→ **DATA SUPPLIED**:
-- -- --

/// Initialize the global embedding model
/// Using nomic-embed-text-v1.5 (768d) - 8192 token context, Matryoshka support
fn get_model() -> Result<std::sync::MutexGuard<'static, TextEmbedding>, EmbeddingError> {
    let result = EMBEDDING_MODEL_RESULT.get_or_init(|| {
        // Get cache directory (respects FASTEMBED_CACHE_PATH env var)
        let cache_dir = get_cache_dir();

        // Create cache directory if it doesn't exist
        if let Err(e) = std::fs::create_dir_all(&cache_dir) {
            tracing::warn!("Failed to create cache directory {:?}: {}", cache_dir, e);
        }

        // nomic-embed-text-v1.5: 768 dimensions, 8192 token context
        // Matryoshka representation learning, fully open source
        let options = InitOptions::new(EmbeddingModel::NomicEmbedTextV15)
            .with_show_download_progress(true)
            .with_cache_dir(cache_dir);

        TextEmbedding::try_new(options)
            .map(Mutex::new)
            .map_err(|e| {
                format!(
                    "Failed to initialize nomic-embed-text-v1.5 embedding model: {}. \
                    Ensure ONNX runtime is available and model files can be downloaded.",
                    e
                )
            })
    });

    match result {
        Ok(model) => model
            .lock()
            .map_err(|e| EmbeddingError::ModelInit(format!("Lock poisoned: {}", e))),
        Err(err) => Err(EmbeddingError::ModelInit(err.clone())),
    }
}

// ============================================================================
// ERROR TYPES
// ============================================================================

/// Embedding error types
#[non_exhaustive]
#[derive(Debug, Clone)]
pub enum EmbeddingError {
    /// Failed to initialize the embedding model
    ModelInit(String),
    /// Failed to generate embedding
    EmbeddingFailed(String),
    /// Invalid input (empty, too long, etc.)
    InvalidInput(String),
}

impl std::fmt::Display for EmbeddingError {
    fn fmt(&self, f: &mut std::fmt::Formatter<'_>) -> std::fmt::Result {
        match self {
            EmbeddingError::ModelInit(e) => write!(f, "Model initialization failed: {}", e),
            EmbeddingError::EmbeddingFailed(e) => write!(f, "Embedding generation failed: {}", e),
            EmbeddingError::InvalidInput(e) => write!(f, "Invalid input: {}", e),
        }
    }
}

impl std::error::Error for EmbeddingError {}

// ============================================================================
// EMBEDDING TYPE
// ============================================================================

/// A semantic embedding vector
#[derive(Debug, Clone)]
pub struct Embedding {
    /// The embedding vector
    pub vector: Vec<f32>,
    /// Dimensions of the vector
    pub dimensions: usize,
}

impl Embedding {
    /// Create a new embedding from a vector
    pub fn new(vector: Vec<f32>) -> Self {
        let dimensions = vector.len();
        Self { vector, dimensions }
    }

    /// Compute cosine similarity with another embedding
    pub fn cosine_similarity(&self, other: &Embedding) -> f32 {
        if self.dimensions != other.dimensions {
            return 0.0;
        }
        cosine_similarity(&self.vector, &other.vector)
    }

    /// Compute Euclidean distance with another embedding
    pub fn euclidean_distance(&self, other: &Embedding) -> f32 {
        if self.dimensions != other.dimensions {
            return f32::MAX;
        }
        euclidean_distance(&self.vector, &other.vector)
    }

    /// Normalize the embedding vector to unit length
    pub fn normalize(&mut self) {
        let norm = self.vector.iter().map(|x| x * x).sum::<f32>().sqrt();
        if norm > 0.0 {
            for x in &mut self.vector {
                *x /= norm;
            }
        }
    }

    /// Check if the embedding is normalized (unit length)
    pub fn is_normalized(&self) -> bool {
        let norm = self.vector.iter().map(|x| x * x).sum::<f32>().sqrt();
        (norm - 1.0).abs() < 0.001
    }

    /// Convert to bytes for storage
    pub fn to_bytes(&self) -> Vec<u8> {
        self.vector.iter().flat_map(|f| f.to_le_bytes()).collect()
    }

    /// Create from bytes
    pub fn from_bytes(bytes: &[u8]) -> Option<Self> {
        if bytes.len() % 4 != 0 {
            return None;
        }
        let vector: Vec<f32> = bytes
            .chunks_exact(4)
            .map(|chunk| f32::from_le_bytes([chunk[0], chunk[1], chunk[2], chunk[3]]))
            .collect();
        Some(Self::new(vector))
    }
}

// ============================================================================
// EMBEDDING SERVICE
// ============================================================================

/// Service for generating and managing embeddings
pub struct EmbeddingService {
    query_cache: Mutex<LruCache<String, Vec<f32>>>,
}

impl Default for EmbeddingService {
    fn default() -> Self {
        Self::new()
    }
}

impl EmbeddingService {
    /// Create a new embedding service
    pub fn new() -> Self {
        Self {
            query_cache: Mutex::new(LruCache::new(
                NonZeroUsize::new(QUERY_CACHE_CAPACITY).expect("capacity is non-zero"),
            )),
        }
    }

    /// Check if the model is ready
    pub fn is_ready(&self) -> bool {
        match get_model() {
            Ok(_) => true,
            Err(e) => {
                tracing::warn!("Embedding model not ready: {}", e);
                false
            }
        }
    }

    /// Check if the model is ready and return the error if not
    pub fn check_ready(&self) -> Result<(), EmbeddingError> {
        get_model().map(|_| ())
    }

    /// Initialize the model (downloads if necessary)
    pub fn init(&self) -> Result<(), EmbeddingError> {
        let _model = get_model()?; // Ensures model is loaded and returns any init errors
        Ok(())
    }

    /// Get the model name
    pub fn model_name(&self) -> &'static str {
        #[cfg(feature = "nomic-v2")]
        { "nomic-ai/nomic-embed-text-v2-moe" }
        #[cfg(not(feature = "nomic-v2"))]
        { "nomic-ai/nomic-embed-text-v1.5" }
    }

    /// Get the embedding dimensions
    pub fn dimensions(&self) -> usize {
        EMBEDDING_DIMENSIONS
    }

    /// Generate embedding for a single text
    pub fn embed(&self, text: &str) -> Result<Embedding, EmbeddingError> {
        if text.is_empty() {
            return Err(EmbeddingError::InvalidInput(
                "Text cannot be empty".to_string(),
            ));
        }

        let mut model = get_model()?;

        // Truncate if too long
        let text = if text.len() > MAX_TEXT_LENGTH {
            &text[..MAX_TEXT_LENGTH]
        } else {
            text
        };

        let embeddings = model
            .embed(vec![text], None)
            .map_err(|e| EmbeddingError::EmbeddingFailed(e.to_string()))?;

        if embeddings.is_empty() {
            return Err(EmbeddingError::EmbeddingFailed(
                "No embedding generated".to_string(),
            ));
        }

        Ok(Embedding::new(matryoshka_truncate(embeddings[0].clone())))
    }

    /// Encode text submitted at retrieval time. Prepends the `search_query: `
    /// prefix the model was trained with; used by `HybridRetriever`. Cached
    /// by an LRU keyed on the raw query text to amortize repeated recalls.
    pub fn encode_query(&self, text: &str) -> Result<Embedding, EmbeddingError> {
        if let Ok(mut cache) = self.query_cache.lock() {
            if let Some(hit) = cache.get(text) {
                return Ok(Embedding::new(hit.clone()));
            }
        }
        let embedding = self.embed(&format!("search_query: {text}"))?;
        if let Ok(mut cache) = self.query_cache.lock() {
            cache.put(text.to_string(), embedding.vector.clone());
        }
        Ok(embedding)
    }

    /// Encode text submitted at insertion time. Prepends `search_document: `;
    /// used by `Store::put_memory` before handing the vector to `VectorIndex`.
    pub fn encode_document(&self, text: &str) -> Result<Embedding, EmbeddingError> {
        self.embed(&format!("search_document: {text}"))
    }

    /// Batch form of [`Self::encode_document`].
    pub fn encode_documents(&self, texts: &[&str]) -> Result<Vec<Embedding>, EmbeddingError> {
        let prefixed: Vec<String> = texts.iter().map(|t| format!("search_document: {t}")).collect();
        let refs: Vec<&str> = prefixed.iter().map(|s| s.as_str()).collect();
        self.embed_batch(&refs)
    }

    /// Generate embeddings for multiple texts (batch processing)
    pub fn embed_batch(&self, texts: &[&str]) -> Result<Vec<Embedding>, EmbeddingError> {
        if texts.is_empty() {
            return Ok(vec![]);
        }

        let mut model = get_model()?;
        let mut all_embeddings = Vec::with_capacity(texts.len());

        // Process in batches for efficiency
        for chunk in texts.chunks(BATCH_SIZE) {
            let truncated: Vec<&str> = chunk
                .iter()
                .map(|t| {
                    if t.len() > MAX_TEXT_LENGTH {
                        &t[..MAX_TEXT_LENGTH]
                    } else {
                        *t
                    }
                })
                .collect();

            let embeddings = model
                .embed(truncated, None)
                .map_err(|e| EmbeddingError::EmbeddingFailed(e.to_string()))?;

            for emb in embeddings {
                all_embeddings.push(Embedding::new(matryoshka_truncate(emb)));
            }
        }

        Ok(all_embeddings)
    }

    /// Find most similar embeddings to a query
    pub fn find_similar(
        &self,
        query_embedding: &Embedding,
        candidate_embeddings: &[Embedding],
        top_k: usize,
    ) -> Vec<(usize, f32)> {
        let mut similarities: Vec<(usize, f32)> = candidate_embeddings
            .iter()
            .enumerate()
            .map(|(i, emb)| (i, query_embedding.cosine_similarity(emb)))
            .collect();

        // Sort by similarity (highest first)
        similarities.sort_by(|a, b| b.1.partial_cmp(&a.1).unwrap_or(std::cmp::Ordering::Equal));

        similarities.into_iter().take(top_k).collect()
    }
}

-- -- --

→ **TASK OBJECTIVE**:
Whenever a line of the records holds the string "warn", pick it out and copy it.

→ **ANSWER TO THIS PROBLEM**:
            tracing::warn!("Failed to create cache directory {:?}: {}", cache_dir, e);
                tracing::warn!("Embedding model not ready: {}", e);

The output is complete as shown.